Ayanna contends that his decision to take leave and to prioritize family obligations did not comport with Dechert's firm culture which he asserts is dominated by a traditional male “macho” stereotype of relegating family responsibilities to the distaff side. Ayanna claims that Dechert accommodates its female associates who have caretaking responsibilities but refuses to do the same for male associates. Dechert allegedly retaliated against Ayanna for taking time off by withholding assignments to him, falsely evaluating his performance and, ultimately, terminating his employment.
II. Procedural History
In September, 2009, Ayanna filed a Charge of Discrimination with the Massachusetts Commission Against Discrimination (“MCAD”) and the Equal Employment Opportunity Commission (“EEOC”). Shortly thereafter, however, he gave notice to both agencies of the removal of his claims in order to file a private civil action. The EEOC informed Ayanna in June, 2010 that he had 90 days to file any lawsuit alleging violations of Title VII or the Americans with Disabilities Act (“ADA”) and that failure to file would cause a waiver of his right to those claims.
Ayanna missed that deadline but nevertheless filed a complaint with this Court on December 14, 2010 alleging violations of the FMLA, Title VII and the ADA as well as sex discrimination under Chapter 151B. He voluntarily dismissed the claims under Title VII and the ADA in February, 2011.
On February 28, 2011, Dechert filed an answer denying the allegations against it and asserting 16 affirmative defenses. Ayanna subsequently filed an amended complaint to add a new count for handicap discrimination under Chapter 151B based on his association with his mentally ill wife.

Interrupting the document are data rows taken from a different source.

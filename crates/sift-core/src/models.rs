//! Domain models for sift

use chrono::{DateTime, Datelike, NaiveDate, Utc};
use serde::{Deserialize, Serialize};

/// Source label recorded on every batch read from a card statement CSV
pub const CARD_CSV_SOURCE: &str = "cc_csv";

/// A transaction in the ledger
#[derive(Debug, Clone, Serialize, Deserialize)]
pub struct Transaction {
    pub id: i64,
    /// Batch that inserted this row
    pub import_id: i64,
    pub txn_date: NaiveDate,
    /// Processed-on date as printed on the statement
    pub processed_on: String,
    /// Minor currency units. Negative = outflow
    pub amount_cents: i64,
    pub account: String,
    pub txn_type: String,
    pub details: String,
    pub category_raw: String,
    pub merchant_raw: String,
    /// User-assigned category, empty until edited
    pub category_norm: String,
    /// User-assigned merchant, empty until edited
    pub merchant_norm: String,
    pub notes: String,
    /// Content fingerprint used for deduplication
    pub row_hash: String,
    pub created_at: DateTime<Utc>,
}

impl Transaction {
    /// Normalized category if set, otherwise the statement's category
    pub fn effective_category(&self) -> &str {
        if self.category_norm.is_empty() {
            &self.category_raw
        } else {
            &self.category_norm
        }
    }

    /// Normalized merchant if set, otherwise the statement's merchant
    pub fn effective_merchant(&self) -> &str {
        if self.merchant_norm.is_empty() {
            &self.merchant_raw
        } else {
            &self.merchant_norm
        }
    }
}

/// User edit of the mutable transaction fields
#[derive(Debug, Clone, Default, Serialize, Deserialize)]
pub struct TransactionEdit {
    #[serde(default)]
    pub category_norm: String,
    #[serde(default)]
    pub merchant_norm: String,
    #[serde(default)]
    pub notes: String,
}

/// One execution of the importer over one file
#[derive(Debug, Clone, Serialize, Deserialize)]
pub struct ImportBatch {
    pub id: i64,
    pub source: String,
    pub file_name: String,
    /// Digest over every row fingerprint seen, in file order
    pub sha256: String,
    pub rows_total: i64,
    pub rows_inserted: i64,
    pub rows_skipped: i64,
    pub created_at: DateTime<Utc>,
}

/// Result of importing one file
#[derive(Debug, Clone, Default, PartialEq, Eq, Serialize, Deserialize)]
pub struct ImportSummary {
    pub batch_id: i64,
    pub rows_seen: usize,
    pub rows_inserted: usize,
    /// Rejected + duplicate rows
    pub rows_skipped: usize,
    /// Rows whose date or amount could not be parsed
    pub rows_rejected: usize,
    /// Rows whose fingerprint was already in the ledger
    pub rows_duplicate: usize,
    pub sha256: String,
}

/// Persisted merchant → category mapping learned from a manual edit
#[derive(Debug, Clone, Serialize, Deserialize)]
pub struct MerchantOverride {
    pub merchant_norm: String,
    pub category_norm: String,
    pub updated_at: DateTime<Utc>,
}

/// Substring rule mapping text to a category
#[derive(Debug, Clone, Serialize, Deserialize)]
pub struct CategoryRule {
    pub id: i64,
    /// Case-insensitive substring to look for
    pub pattern: String,
    pub category: String,
    pub enabled: bool,
    /// Declared order. Lower positions are evaluated first
    pub position: i64,
    pub created_at: DateTime<Utc>,
}

/// Where a suggestion came from
#[derive(Debug, Clone, Copy, PartialEq, Eq, Serialize, Deserialize)]
#[serde(rename_all = "lowercase")]
pub enum SuggestionSource {
    /// Learned merchant override
    Override,
    /// First matching category rule
    Rule,
    /// External classifier, only on request
    Assistive,
}

impl SuggestionSource {
    pub fn as_str(&self) -> &'static str {
        match self {
            Self::Override => "override",
            Self::Rule => "rule",
            Self::Assistive => "assistive",
        }
    }
}

impl std::str::FromStr for SuggestionSource {
    type Err = String;

    fn from_str(s: &str) -> std::result::Result<Self, Self::Err> {
        match s.to_lowercase().as_str() {
            "override" => Ok(Self::Override),
            "rule" => Ok(Self::Rule),
            "assistive" | "llm" => Ok(Self::Assistive),
            _ => Err(format!("Unknown suggestion source: {}", s)),
        }
    }
}

impl std::fmt::Display for SuggestionSource {
    fn fmt(&self, f: &mut std::fmt::Formatter<'_>) -> std::fmt::Result {
        write!(f, "{}", self.as_str())
    }
}

/// Classifier self-reported confidence
#[derive(Debug, Clone, Copy, PartialEq, Eq, Serialize, Deserialize)]
#[serde(rename_all = "lowercase")]
pub enum Confidence {
    Low,
    #[serde(rename = "med", alias = "medium")]
    Medium,
    High,
}

impl Confidence {
    pub fn as_str(&self) -> &'static str {
        match self {
            Self::Low => "low",
            Self::Medium => "med",
            Self::High => "high",
        }
    }
}

impl std::str::FromStr for Confidence {
    type Err = String;

    fn from_str(s: &str) -> std::result::Result<Self, Self::Err> {
        match s.trim().to_lowercase().as_str() {
            "low" => Ok(Self::Low),
            "med" | "medium" => Ok(Self::Medium),
            "high" => Ok(Self::High),
            _ => Err(format!("Unknown confidence: {}", s)),
        }
    }
}

impl std::fmt::Display for Confidence {
    fn fmt(&self, f: &mut std::fmt::Formatter<'_>) -> std::fmt::Result {
        write!(f, "{}", self.as_str())
    }
}

/// A proposed category for a transaction
#[derive(Debug, Clone, PartialEq, Eq, Serialize, Deserialize)]
pub struct Suggestion {
    pub category: String,
    pub reason: String,
    pub source: SuggestionSource,
    /// Only set for assistive suggestions
    #[serde(skip_serializing_if = "Option::is_none")]
    pub confidence: Option<Confidence>,
}

impl Suggestion {
    pub fn from_override(category: &str) -> Self {
        Self {
            category: category.to_string(),
            reason: "merchant override".to_string(),
            source: SuggestionSource::Override,
            confidence: None,
        }
    }

    pub fn from_rule(rule: &CategoryRule) -> Self {
        Self {
            category: rule.category.clone(),
            reason: format!("rule contains: {}", rule.pattern),
            source: SuggestionSource::Rule,
            confidence: None,
        }
    }
}

/// Label used for spend with neither a normalized nor a statement category
pub const UNCATEGORISED: &str = "Uncategorised";

/// Spend attributed to one effective category
#[derive(Debug, Clone, PartialEq, Eq, Serialize, Deserialize)]
pub struct CategorySpend {
    pub category: String,
    /// Positive minor units
    pub spend_cents: i64,
    pub transaction_count: i64,
}

/// Income, expense and per-category spend from a start date onward
#[derive(Debug, Clone, Serialize, Deserialize)]
pub struct SpendingSummary {
    pub since: NaiveDate,
    pub income_cents: i64,
    /// Positive minor units
    pub expense_cents: i64,
    /// Largest spend first
    pub categories: Vec<CategorySpend>,
}

/// First day of the month containing `date`
pub fn month_start(date: NaiveDate) -> NaiveDate {
    date.with_day(1).unwrap_or(date)
}

/// Format minor units as a signed dollar string, e.g. `-$45.30`
pub fn format_cents(cents: i64) -> String {
    let sign = if cents < 0 { "-" } else { "" };
    let abs = cents.unsigned_abs();
    format!("{}${}.{:02}", sign, abs / 100, abs % 100)
}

Dechert has answered each count of the amended complaint except the added count, which it has moved to dismiss for failure to state a claim. Dechert contends that “associational claims” are not permitted under Massachusetts law. Plaintiff opposes the motion and, in the alternative, asks the Court to certify to the Massachusetts Supreme Judicial Court (“the SJC”) the question of whether associational claims are permitted under Chapter 151B.
III. Analysis
A. Legal Standard
To survive a motion to dismiss for failure to state a claim under Fed.R.Civ.P. 12(b)(6), a complaint must contain factual allegations sufficient “to raise a right to relief above the speculative level.” Bell Atl. Corp. v. Twombly, 550 U.S. 544, 555, 127 S.Ct. 1955, 167 L.Ed.2d 929 (2007). In considering the merits of a motion to dismiss, the Court may look only to the facts alleged in the pleadings, documents attached as exhibits or incorporated by reference in the complaint and matters of which judicial notice can be taken. Nollet v. Justices of the Trial Court of Mass., 83 F.Supp.2d 204, 208 (D.Mass.2000), aff'd,248 F.3d 1127 (1st Cir.2000). Furthermore, the Court must accept all factual allegations in the complaint as true and draw all reasonable inferences in the plaintiff's favor. Langadinos v. American Airlines, Inc., 199 F.3d 68, 69 (1st Cir.2000).
B. Application
Although Count III of the amended complaint asserts a claim for discrimination based upon “association with a disabled individual” under M.G.L. c. 151B, § 4(1), that subsection does not offer protection for disabled individuals. The Court will accordingly construe plaintiff's claim pursuant to § 4(16), which provides that an employer may not
.Section 4(1) provides that it is unlawful for an employer to discharge or otherwise discriminate against any person
because of ... race, color, religious creed, national origin, sex, sexual orientation, ... genetic information, or ancestry.... unless based upon a bona fide occupational qualification.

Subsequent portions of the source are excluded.